One afternoon earlier this month, Masamitsu Yamamoto showed up at the Tokyo District Court to attend a session of his criminal trial for an alleged violation of the Cannabis Control Law.
The 58-year-old resident of Kanagawa Prefecture, however, does not fit the typical profile of a drug case defendant.
The former restaurant chef has advanced liver cancer and was arrested on suspicion of drug possession last December. He said he had never run into trouble with the law before then, and maintains he used cannabis as a medicine of last resort after exhausting all other options and failing in his attempts to get access to legal cannabis treatment.
“I want to be saved, that’s all,” Yamamoto, dressed in a light blue suit, said after the hearing.

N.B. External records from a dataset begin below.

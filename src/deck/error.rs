//! Error types for deck operations

use thiserror::Error;

use crate::error::SourceError;

/// Errors that can occur while loading or editing a deck
#[derive(Debug, Error)]
pub enum DeckError {
    /// Deck file could not be read
    #[error("failed to read deck: {0}")]
    Io(#[from] std::io::Error),

    /// Deck JSON could not be decoded
    #[error(transparent)]
    Source(#[from] SourceError),

    /// Slide index outside the deck
    #[error("slide {index} does not exist (deck has {len} slides)")]
    SlideOutOfRange { index: usize, len: usize },

    /// Text box id not present on the slide
    #[error("text box {id} not found on slide {slide}")]
    TextNotFound { slide: usize, id: u64 },

    /// A deck always keeps at least one slide
    #[error("cannot delete the last slide")]
    LastSlide,

    /// No id above the largest one in use is left to issue
    #[error("no unused slide or text box ids remain")]
    IdsExhausted,
}

impl DeckError {
    pub fn out_of_range(index: usize, len: usize) -> Self {
        Self::SlideOutOfRange { index, len }
    }

    /// Format the error, with source context for decoding errors
    pub fn format(&self, source: &str, filename: &str) -> String {
        match self {
            DeckError::Source(e) => e.format(source, filename),
            other => other.to_string(),
        }
    }
}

The dapper suit failed to mask the ballooning of his belly, or the buildup of fluid in the abdomen commonly seen among advanced liver cancer patients. Walking with a limp, he relied on a stick for support. “I’ve tried everything else that modern medicine offers.”
Yamamoto’s case is gaining increasing public attention as it sheds light on medical-use cannabis — or unavailability of it — in Japan.
While some European countries, as well as more than 20 states and provinces in the United States and Canada have enacted laws to legalize the medical use of pot, Japan’s 68-year-old cannabis control law impedes its use and efforts to research it.